Douglas A. McIntyre is the co-founder, chief executive officer and editor in chief of 24/7 Wall St. and 24/7 Tempo. He has held these jobs since 2006.

McIntyre has written thousands of articles for 24/7 Wall St. He is an expert on corporate finance, the automotive industry, media companies and international finance. He has edited articles on national demographics, sports, personal income and travel.

His work has been quoted or mentioned in The New York Times, The Wall Street Journal, Los Angeles Times, The Washington Post, NBC News, Time, The New Yorker, HuffPost USA Today, Business Insider, Yahoo, AOL, MarketWatch, The Atlantic, Bloomberg, New York Post, Chicago Tribune, Forbes, The Guardian and many other major publications. McIntyre has been a guest on CNBC, the BBC and television and radio stations across the country.

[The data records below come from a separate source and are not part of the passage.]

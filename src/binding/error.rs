//! Binding error definitions.

use thiserror::Error;

/// Errors produced while binding request fields to handler inputs.
///
/// Both variants are client errors: the HTTP layer maps them to
/// `400 Bad Request`.
#[derive(Debug, Clone, PartialEq, Eq, Error)]
pub enum BindError {
    /// A required field is absent and has no default.
    #[error("Required request parameter '{name}' is not present")]
    Missing { name: String },

    /// A field is present but cannot be parsed as the declared type.
    #[error("Failed to convert value '{value}' of parameter '{name}' to {expected}")]
    InvalidFormat {
        name: String,
        value: String,
        expected: &'static str,
    },
}

impl BindError {
    pub fn missing(name: impl Into<String>) -> Self {
        Self::Missing { name: name.into() }
    }

    pub fn invalid(name: impl Into<String>, value: impl Into<String>, expected: &'static str) -> Self {
        Self::InvalidFormat {
            name: name.into(),
            value: value.into(),
            expected,
        }
    }

    /// Name of the offending parameter.
    pub fn parameter(&self) -> &str {
        match self {
            BindError::Missing { name } => name,
            BindError::InvalidFormat { name, .. } => name,
        }
    }

    /// Short label used for metrics and logs.
    pub fn kind(&self) -> &'static str {
        match self {
            BindError::Missing { .. } => "missing",
            BindError::InvalidFormat { .. } => "invalid_format",
        }
    }
}

/// Result type for binding operations.
pub type BindResult<T> = Result<T, BindError>;

/// Errors detected while building binding rules, before any request is served.
#[derive(Debug, Clone, PartialEq, Eq, Error)]
pub enum RegistrationError {
    /// The default value of a rule does not parse as the rule's target type.
    #[error("Default value '{default}' of parameter '{name}' is not a valid {expected}")]
    InvalidDefault {
        name: String,
        default: String,
        expected: &'static str,
    },

    /// A record schema declares the same field twice.
    #[error("Field '{name}' is declared more than once in record '{record}'")]
    DuplicateField { record: &'static str, name: &'static str },

    /// A record reads a field that its schema does not declare, or reads it
    /// as a type that does not match the declared kind.
    #[error("Field '{name}' of record '{record}' is read as a type its schema does not declare")]
    FieldMismatch { record: &'static str, name: String },
}
//! Parameter binding subsystem.
//!
//! # Data Flow
//! ```text
//! query string + urlencoded form body
//!     → fields.rs (FieldSet: ordered, multi-valued)
//!     → scalar.rs (ScalarParam<T>: required / optional / default)
//!     → map.rs    (ParamMap: first value per name)
//!     → record.rs (Record schema → one scalar bind per field)
//!     → typed handler inputs, or BindError
//! ```
//!
//! # Design Decisions
//! - Binding is pure and request-scoped; rules are immutable and shared
//! - Lookups return the first value of a repeated name
//! - An empty value is present, not missing
//! - Registration errors (bad defaults, duplicate fields) surface at startup

pub mod error;
pub mod fields;
pub mod map;
pub mod record;
pub mod scalar;

pub use error::{BindError, BindResult, RegistrationError};
pub use fields::FieldSet;
pub use map::{bind_map, ParamMap};
pub use record::{bind_record, validate_schema, BoundRecord, FieldKind, FieldSpec, Record};
pub use scalar::{bind_scalar, FromParam, ScalarParam};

A magna cum laude graduate of Harvard College, McIntyre also was president of The Harvard Advocate. Founded in 1866, the Advocate is the oldest college publication in the United States.

TheStreet.com, Comps.com and Edgar Online are some of the public companies for which McIntyre served on the board of directors. He was a Vicinity Corporation board member when the company was sold to Microsoft in 2002. He served on the audit committees of some of these companies.

McIntyre has been the CEO of FutureSource, a provider of trading terminals and news to commodities and futures traders. He was president of Switchboard, the online phone directory company. He served as chairman and CEO of On2 Technologies, the video compression company that provided video compression software for Adobe’s Flash. Google bought On2 in 2009.